Well he really, Reagan really did, he only had one or two bad apples, and when he discovered
them, he got rid of them as you may remember, he wasn't afraid to fire people, and first
term Trump, what's the afraid to fire people at all? Second term Trump, you know, other than
Kristinaum, which was, you know, that was so necessary, it's not even, you know, in question,
but you know, there are 20 more people I would fire right now that are in his inner circle,
and you used the correct word, and that is sabbatur, because these people are sabotaging
him, and they are all in it for their personal gain, and their deep state political agendas
that are not Trump's, that are not ours, and yet these people, how they ever got hired,
much less kept their jobs. So, you know, Trump is a strong leader, but the weakness has
always been in the betting process, the hiring process.

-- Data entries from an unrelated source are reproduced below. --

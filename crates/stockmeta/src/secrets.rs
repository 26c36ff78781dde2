//! API credential resolution.
//!
//! A credential can be given inline, read from a file (Docker secrets) or
//! taken from an environment variable. The first non-empty source wins in
//! that order.

use secrecy::SecretString;

#[derive(Debug, thiserror::Error)]
pub enum SecretError {
    #[error("No credential source provided (need one of: direct value, file path, or env var name)")]
    NoSourceProvided,

    #[error("Failed to read credential from file '{path}': {source}")]
    FileRead {
        path: String,
        #[source]
        source: std::io::Error,
    },

    #[error("Credential file '{0}' is empty")]
    EmptyFile(String),

    #[error("Environment variable '{name}' not set")]
    EnvVarNotSet { name: String },

    #[error("Environment variable '{name}' contains invalid UTF-8")]
    EnvVarNotUnicode { name: String },
}

pub type Result<T> = std::result::Result<T, SecretError>;

/// The configured places a credential may come from.
#[derive(Debug, Clone, Copy, Default)]
pub struct CredentialSource<'a> {
    pub direct: Option<&'a str>,
    pub file_path: Option<&'a str>,
    pub env_var: Option<&'a str>,
}

fn non_empty(value: Option<&str>) -> Option<&str> {
    value.filter(|v| !v.is_empty())
}

impl CredentialSource<'_> {
    pub fn is_configured(&self) -> bool {
        non_empty(self.direct).is_some()
            || non_empty(self.file_path).is_some()
            || non_empty(self.env_var).is_some()
    }

    pub fn resolve(&self) -> Result<SecretString> {
        if let Some(value) = non_empty(self.direct) {
            return Ok(SecretString::from(value));
        }

        if let Some(path) = non_empty(self.file_path) {
            let expanded = expand_home(path);
            let content = std::fs::read_to_string(&expanded).map_err(|e| SecretError::FileRead {
                path: expanded.clone(),
                source: e,
            })?;
            let trimmed = content.trim();
            if trimmed.is_empty() {
                return Err(SecretError::EmptyFile(expanded));
            }
            return Ok(SecretString::from(trimmed));
        }

        if let Some(name) = non_empty(self.env_var) {
            return match std::env::var(name) {
                Ok(value) => Ok(SecretString::from(value.trim())),
                Err(std::env::VarError::NotPresent) => Err(SecretError::EnvVarNotSet {
                    name: name.to_string(),
                }),
                Err(std::env::VarError::NotUnicode(_)) => Err(SecretError::EnvVarNotUnicode {
                    name: name.to_string(),
                }),
            };
        }

        Err(SecretError::NoSourceProvided)
    }
}

/// Resolves a credential from a direct value, a file, or an env var.
pub fn resolve_secret(
    direct: Option<&str>,
    file_path: Option<&str>,
    env_var: Option<&str>,
) -> Result<SecretString> {
    CredentialSource {
        direct,
        file_path,
        env_var,
    }
    .resolve()
}

/// Like [`resolve_secret`], but a missing source is `Ok(None)`.
pub fn resolve_secret_optional(
    direct: Option<&str>,
    file_path: Option<&str>,
    env_var: Option<&str>,
) -> Result<Option<SecretString>> {
    match resolve_secret(direct, file_path, env_var) {
        Ok(secret) => Ok(Some(secret)),
        Err(SecretError::NoSourceProvided) => Ok(None),
        Err(e) => Err(e),
    }
}

/// Expands a leading `~` to the home directory. `~user` is not supported.
fn expand_home(path: &str) -> String {
    let rest = match path.strip_prefix('~') {
        Some(rest) if rest.is_empty() || rest.starts_with('/') => rest,
        _ => return path.to_string(),
    };
    match dirs::home_dir() {
        Some(home) => format!("{}{}", home.to_string_lossy(), rest),
        None => path.to_string(),
    }
}

#[cfg(test)]
mod tests {
    use super::*;
    use secrecy::ExposeSecret;
    use serial_test::serial;
    use std::io::Write;
    use tempfile::NamedTempFile;

    #[test]
    #[serial]
    fn test_direct_value_takes_priority() {
        std::env::set_var("STOCKMETA_TEST_KEY_1", "env_value");
        let result =
            resolve_secret(Some("direct_value"), None, Some("STOCKMETA_TEST_KEY_1")).unwrap();
        assert_eq!(result.expose_secret(), "direct_value");
        std::env::remove_var("STOCKMETA_TEST_KEY_1");
    }

    #[test]
    #[serial]
    fn test_file_before_env() {
        let mut file = NamedTempFile::new().unwrap();
        writeln!(file, "  file_value  ").unwrap();

        std::env::set_var("STOCKMETA_TEST_KEY_2", "env_value");
        let result = resolve_secret(
            None,
            Some(file.path().to_str().unwrap()),
            Some("STOCKMETA_TEST_KEY_2"),
        )
        .unwrap();
        assert_eq!(result.expose_secret(), "file_value");
        std::env::remove_var("STOCKMETA_TEST_KEY_2");
    }

    #[test]
    #[serial]
    fn test_env_fallback_skips_empty_sources() {
        std::env::set_var("STOCKMETA_TEST_KEY_3", "env_value\n");
        let result = resolve_secret(Some(""), Some(""), Some("STOCKMETA_TEST_KEY_3")).unwrap();
        assert_eq!(result.expose_secret(), "env_value");
        std::env::remove_var("STOCKMETA_TEST_KEY_3");
    }

    #[test]
    fn test_errors() {
        assert!(matches!(
            resolve_secret(None, None, None),
            Err(SecretError::NoSourceProvided)
        ));
        assert!(matches!(
            resolve_secret(None, Some("/nonexistent/stockmeta/key"), None),
            Err(SecretError::FileRead { .. })
        ));
        assert!(matches!(
            resolve_secret(None, None, Some("STOCKMETA_DEFINITELY_UNSET_42")),
            Err(SecretError::EnvVarNotSet { .. })
        ));
    }

    #[test]
    fn test_empty_file_rejected() {
        let file = NamedTempFile::new().unwrap();
        let result = resolve_secret(None, Some(file.path().to_str().unwrap()), None);
        assert!(matches!(result, Err(SecretError::EmptyFile(_))));
    }

    #[test]
    fn test_optional_resolution() {
        assert!(resolve_secret_optional(None, None, None).unwrap().is_none());
        assert!(resolve_secret_optional(Some("k"), None, None)
            .unwrap()
            .is_some());
    }

    #[test]
    fn test_is_configured() {
        assert!(!CredentialSource::default().is_configured());
        assert!(CredentialSource {
            env_var: Some("X"),
            ..Default::default()
        }
        .is_configured());
    }

    #[test]
    fn test_expand_home() {
        assert_eq!(expand_home("/abs/path"), "/abs/path");
        assert_eq!(expand_home("~other/x"), "~other/x");
        if let Some(home) = dirs::home_dir() {
            assert_eq!(
                expand_home("~/keys/gemini"),
                format!("{}/keys/gemini", home.to_string_lossy())
            );
        }
    }
}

Well, you know, and I want to bring you back to that too, because you've been around
for a while, you know, a White House personnel, they had very qualified individuals back in
the day, that desk, who was going to serve a president, you know, I served a president,
I know how that is, and they really went through it, I mean, when I had to go through
Senate confirmation, you have no idea how I had to go through the FBI clearance, and you
had a clearance that came from the Congress, and you had another clearance that happened,
you were cleared by so many people that you felt cleaner than clean, by the time you got
through it.
It probably violated.
Probably violated, but the main thing is, it's a different, I don't know whether it's
more casual, ironically, maybe it is, maybe it's not, one of the people that worked for
them in the first term, and I can't tell you online, but I can tell you offline, was
one of the biggest leakers that hurt him, and came across on camera as one of his strongest
allies, and terrible things, privately.
Well, and, you know, I'm not even sure which person you're talking about, because there
have been so many of those, there have been dozens of them, and maybe one stands out
to you, but this situation with Joe Kent last week, you know, was just one where it got
so bad and so out in the open, and the leaking was so obvious that he jumped out in front
of the news cycle and turned into a never-trunker, you know, he tried to play offense essentially
instead of having to be defense when being caught, but I think that a lot of the problem
here is that Trump's tires him and based on who he sees on the Fox News channel when
he's watching, and he thinks come across, well, the problem with any of those folks is
they are, you know, by their nature self-serving, which isn't a bad thing when you're pursuing
a media career.
If they're smart, and they know what they're doing, and they're acting in the interest
of the bigger perspective for the American people, it's the old George Burns line.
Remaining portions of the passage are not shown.